→ Your assignment
Output every entry exactly as written.

*** Opening of Given entries ***

//! Attachment object store configuration.

use serde::{Deserialize, Serialize};

/// S3 bucket used for todo attachments.
#[derive(Debug, Clone, Serialize, Deserialize)]
pub struct AttachmentConfig {
    /// Bucket name. Objects are keyed by todo ID.
    pub bucket: String,
    /// AWS region.
    #[serde(default = "default_region")]
    pub region: String,
    /// Lifetime of pre-signed upload URLs, in seconds.
    #[serde(default = "default_url_expiration")]
    pub signed_url_expiration_seconds: u64,
    /// Local S3-compatible endpoint used when the process runs offline.
    #[serde(default = "default_offline_endpoint")]
    pub offline_endpoint: String,
}

fn default_region() -> String {
    "us-east-1".to_string()
}

fn default_url_expiration() -> u64 {
    300
}

fn default_offline_endpoint() -> String {
    "http://localhost:4569".to_string()
}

*** Close of Given entries ***

→ Written answer
//! Attachment object store configuration.

use serde::{Deserialize, Serialize};

/// S3 bucket used for todo attachments.
#[derive(Debug, Clone, Serialize, Deserialize)]
pub struct AttachmentConfig {
    /// Bucket name. Objects are keyed by todo ID.
    pub bucket: String,
    /// AWS region.
    #[serde(default = "default_region")]
    pub region: String,
    /// Lifetime of pre-signed upload URLs, in seconds.
    #[serde(default = "default_url_expiration")]
    pub signed_url_expiration_seconds: u64,
    /// Local S3-compatible endpoint used when the process runs offline.
    #[serde(default = "default_offline_endpoint")]
    pub offline_endpoint: String,
}

fn default_region() -> String {
    "us-east-1".to_string()
}

fn default_url_expiration() -> u64 {
    300
}

fn default_offline_endpoint() -> String {
    "http://localhost:4569".to_string()
}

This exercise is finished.